Where does the string "collect" appear? Copy every line of the entries below that holds it.

--- Data for analysis Enclosed Below ---

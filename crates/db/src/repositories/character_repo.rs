//! Repository for the `characters` and `character_friendships` tables.
//!
//! Friendships are owned rows: every write path that touches them goes
//! through the character they belong to, and reads always embed them.

use sqlx::{PgExecutor, PgPool};
use taverna_core::types::DbId;

use crate::models::character::{
    Character, CharacterWithFriendships, CharacterWithOwner, CreateCharacter, Friendship,
    FriendshipEntry, RpgSystemCount, UpdateCharacter,
};

/// Column list shared across queries to avoid repetition.
const COLUMNS: &str = "id, user_id, name, player_name, age, height, rpg_system, story, \
                        image_url, created_at, updated_at";

/// Provides CRUD operations for characters plus their friendship lists.
pub struct CharacterRepo;

impl CharacterRepo {
    /// Insert a new character and its friendship list in one transaction,
    /// returning the created row with friendships embedded.
    pub async fn create(
        pool: &PgPool,
        input: &CreateCharacter,
    ) -> Result<CharacterWithFriendships, sqlx::Error> {
        let mut tx = pool.begin().await?;

        let query = format!(
            "INSERT INTO characters (user_id, name, player_name, age, height, rpg_system, story, image_url)
             VALUES ($1, $2, $3, $4, $5, $6, $7, $8)
             RETURNING {COLUMNS}"
        );
        let character = sqlx::query_as::<_, Character>(&query)
            .bind(input.user_id)
            .bind(&input.name)
            .bind(&input.player_name)
            .bind(input.age)
            .bind(input.height)
            .bind(&input.rpg_system)
            .bind(&input.story)
            .bind(&input.image_url)
            .fetch_one(&mut *tx)
            .await?;

        let friendships =
            Self::insert_friendships(&mut *tx, character.id, &input.friendships).await?;

        tx.commit().await?;
        Ok(CharacterWithFriendships {
            character,
            friendships,
        })
    }

    /// Find a character by ID, without friendships.
    pub async fn find_by_id(pool: &PgPool, id: DbId) -> Result<Option<Character>, sqlx::Error> {
        let query = format!("SELECT {COLUMNS} FROM characters WHERE id = $1");
        sqlx::query_as::<_, Character>(&query)
            .bind(id)
            .fetch_optional(pool)
            .await
    }

    /// Find a character by ID with its friendship list embedded.
    pub async fn find_with_friendships(
        pool: &PgPool,
        id: DbId,
    ) -> Result<Option<CharacterWithFriendships>, sqlx::Error> {
        let Some(character) = Self::find_by_id(pool, id).await? else {
            return Ok(None);
        };
        let friendships = Self::friendships_for(pool, id).await?;
        Ok(Some(CharacterWithFriendships {
            character,
            friendships,
        }))
    }

    /// List characters newest-first, optionally filtered by game system,
    /// with friendships embedded.
    pub async fn list(
        pool: &PgPool,
        rpg_system: Option<&str>,
    ) -> Result<Vec<CharacterWithFriendships>, sqlx::Error> {
        let characters = match rpg_system {
            Some(system) => {
                let query = format!(
                    "SELECT {COLUMNS} FROM characters
                     WHERE rpg_system = $1
                     ORDER BY created_at DESC"
                );
                sqlx::query_as::<_, Character>(&query)
                    .bind(system)
                    .fetch_all(pool)
                    .await?
            }
            None => {
                let query =
                    format!("SELECT {COLUMNS} FROM characters ORDER BY created_at DESC");
                sqlx::query_as::<_, Character>(&query).fetch_all(pool).await?
            }
        };
        Self::embed_friendships(pool, characters).await
    }

    /// List a user's own characters newest-first, with friendships embedded.
    pub async fn list_by_user(
        pool: &PgPool,
        user_id: DbId,
    ) -> Result<Vec<CharacterWithFriendships>, sqlx::Error> {
        let query = format!(
            "SELECT {COLUMNS} FROM characters WHERE user_id = $1 ORDER BY created_at DESC"
        );
        let characters = sqlx::query_as::<_, Character>(&query)
            .bind(user_id)
            .fetch_all(pool)
            .await?;
        Self::embed_friendships(pool, characters).await
    }

    /// List all characters with their owner's username, newest-first.
    /// Used by the admin panel.
    pub async fn list_with_owner(pool: &PgPool) -> Result<Vec<CharacterWithOwner>, sqlx::Error> {
        sqlx::query_as::<_, CharacterWithOwner>(
            "SELECT c.id, c.user_id, u.username AS owner_username,
                    c.name, c.player_name, c.rpg_system, c.created_at
             FROM characters c
             JOIN users u ON u.id = c.user_id
             ORDER BY c.created_at DESC",
        )
        .fetch_all(pool)
        .await
    }

    /// Update a character's scalar fields and, when `input.friendships` is
    /// present, replace the friendship list, all in one transaction.
    ///
    /// Returns `None` if no row with the given `id` exists.
    pub async fn update(
        pool: &PgPool,
        id: DbId,
        input: &UpdateCharacter,
    ) -> Result<Option<CharacterWithFriendships>, sqlx::Error> {
        let mut tx = pool.begin().await?;

        let query = format!(
            "UPDATE characters SET
                name = COALESCE($2, name),
                player_name = COALESCE($3, player_name),
                age = COALESCE($4, age),
                height = COALESCE($5, height),
                rpg_system = COALESCE($6, rpg_system),
                story = COALESCE($7, story),
                image_url = COALESCE($8, image_url),
                updated_at = NOW()
             WHERE id = $1
             RETURNING {COLUMNS}"
        );
        let Some(character) = sqlx::query_as::<_, Character>(&query)
            .bind(id)
            .bind(&input.name)
            .bind(&input.player_name)
            .bind(input.age)
            .bind(input.height)
            .bind(&input.rpg_system)
            .bind(&input.story)
            .bind(&input.image_url)
            .fetch_optional(&mut *tx)
            .await?
        else {
            return Ok(None);
        };

        let friendships = match &input.friendships {
            Some(entries) => {
                sqlx::query("DELETE FROM character_friendships WHERE character_id = $1")
                    .bind(id)
                    .execute(&mut *tx)
                    .await?;
                Self::insert_friendships(&mut *tx, id, entries).await?
            }
            None => Self::friendships_for(&mut *tx, id).await?,
        };

        tx.commit().await?;
        Ok(Some(CharacterWithFriendships {
            character,
            friendships,
        }))
    }

    /// Set just the `image_url` column. Returns the updated row.
    pub async fn set_image_url(
        pool: &PgPool,
        id: DbId,
        image_url: &str,
    ) -> Result<Option<Character>, sqlx::Error> {
        let query = format!(
            "UPDATE characters SET image_url = $2, updated_at = NOW()
             WHERE id = $1
             RETURNING {COLUMNS}"
        );
        sqlx::query_as::<_, Character>(&query)
            .bind(id)
            .bind(image_url)
            .fetch_optional(pool)
            .await
    }

    /// Permanently delete a character. Friendships and votes cascade via
    /// foreign keys. Returns `true` if a row was removed.
    pub async fn delete(pool: &PgPool, id: DbId) -> Result<bool, sqlx::Error> {
        let result = sqlx::query("DELETE FROM characters WHERE id = $1")
            .bind(id)
            .execute(pool)
            .await?;
        Ok(result.rows_affected() > 0)
    }

    /// Total number of characters.
    pub async fn count(pool: &PgPool) -> Result<i64, sqlx::Error> {
        sqlx::query_scalar::<_, i64>("SELECT COUNT(*) FROM characters")
            .fetch_one(pool)
            .await
    }

    /// Character counts grouped by game system, largest group first.
    pub async fn count_by_system(pool: &PgPool) -> Result<Vec<RpgSystemCount>, sqlx::Error> {
        sqlx::query_as::<_, RpgSystemCount>(
            "SELECT rpg_system, COUNT(*) AS character_count
             FROM characters
             GROUP BY rpg_system
             ORDER BY character_count DESC, rpg_system ASC",
        )
        .fetch_all(pool)
        .await
    }

    // -----------------------------------------------------------------------
    // Friendship helpers
    // -----------------------------------------------------------------------

    /// Friendships for a single character, oldest entry first.
    async fn friendships_for<'e, E: PgExecutor<'e>>(
        executor: E,
        character_id: DbId,
    ) -> Result<Vec<Friendship>, sqlx::Error> {
        sqlx::query_as::<_, Friendship>(
            "SELECT id, character_id, friend_name, friendship_level
             FROM character_friendships
             WHERE character_id = $1
             ORDER BY id ASC",
        )
        .bind(character_id)
        .fetch_all(executor)
        .await
    }

    /// Insert friendship entries for a character, returning the created rows.
    async fn insert_friendships(
        conn: &mut sqlx::PgConnection,
        character_id: DbId,
        entries: &[FriendshipEntry],
    ) -> Result<Vec<Friendship>, sqlx::Error> {
        let mut rows = Vec::with_capacity(entries.len());
        for entry in entries {
            let row = sqlx::query_as::<_, Friendship>(
                "INSERT INTO character_friendships (character_id, friend_name, friendship_level)
                 VALUES ($1, $2, $3)
                 RETURNING id, character_id, friend_name, friendship_level",
            )
            .bind(character_id)
            .bind(&entry.friend_name)
            .bind(entry.friendship_level)
            .fetch_one(&mut *conn)
            .await?;
            rows.push(row);
        }
        Ok(rows)
    }

    /// Attach friendship lists to a batch of characters with one query.
    async fn embed_friendships(
        pool: &PgPool,
        characters: Vec<Character>,
    ) -> Result<Vec<CharacterWithFriendships>, sqlx::Error> {
        let ids: Vec<DbId> = characters.iter().map(|c| c.id).collect();
        let all = sqlx::query_as::<_, Friendship>(
            "SELECT id, character_id, friend_name, friendship_level
             FROM character_friendships
             WHERE character_id = ANY($1)
             ORDER BY id ASC",
        )
        .bind(&ids)
        .fetch_all(pool)
        .await?;

        let mut result: Vec<CharacterWithFriendships> = characters
            .into_iter()
            .map(|character| CharacterWithFriendships {
                character,
                friendships: Vec::new(),
            })
            .collect();
        for friendship in all {
            if let Some(entry) = result
                .iter_mut()
                .find(|c| c.character.id == friendship.character_id)
            {
                entry.friendships.push(friendship);
            }
        }
        Ok(result)
    }
}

--- End of Enclosed Data for analysis ---

» Final answer
        let ids: Vec<DbId> = characters.iter().map(|c| c.id).collect();
            .collect();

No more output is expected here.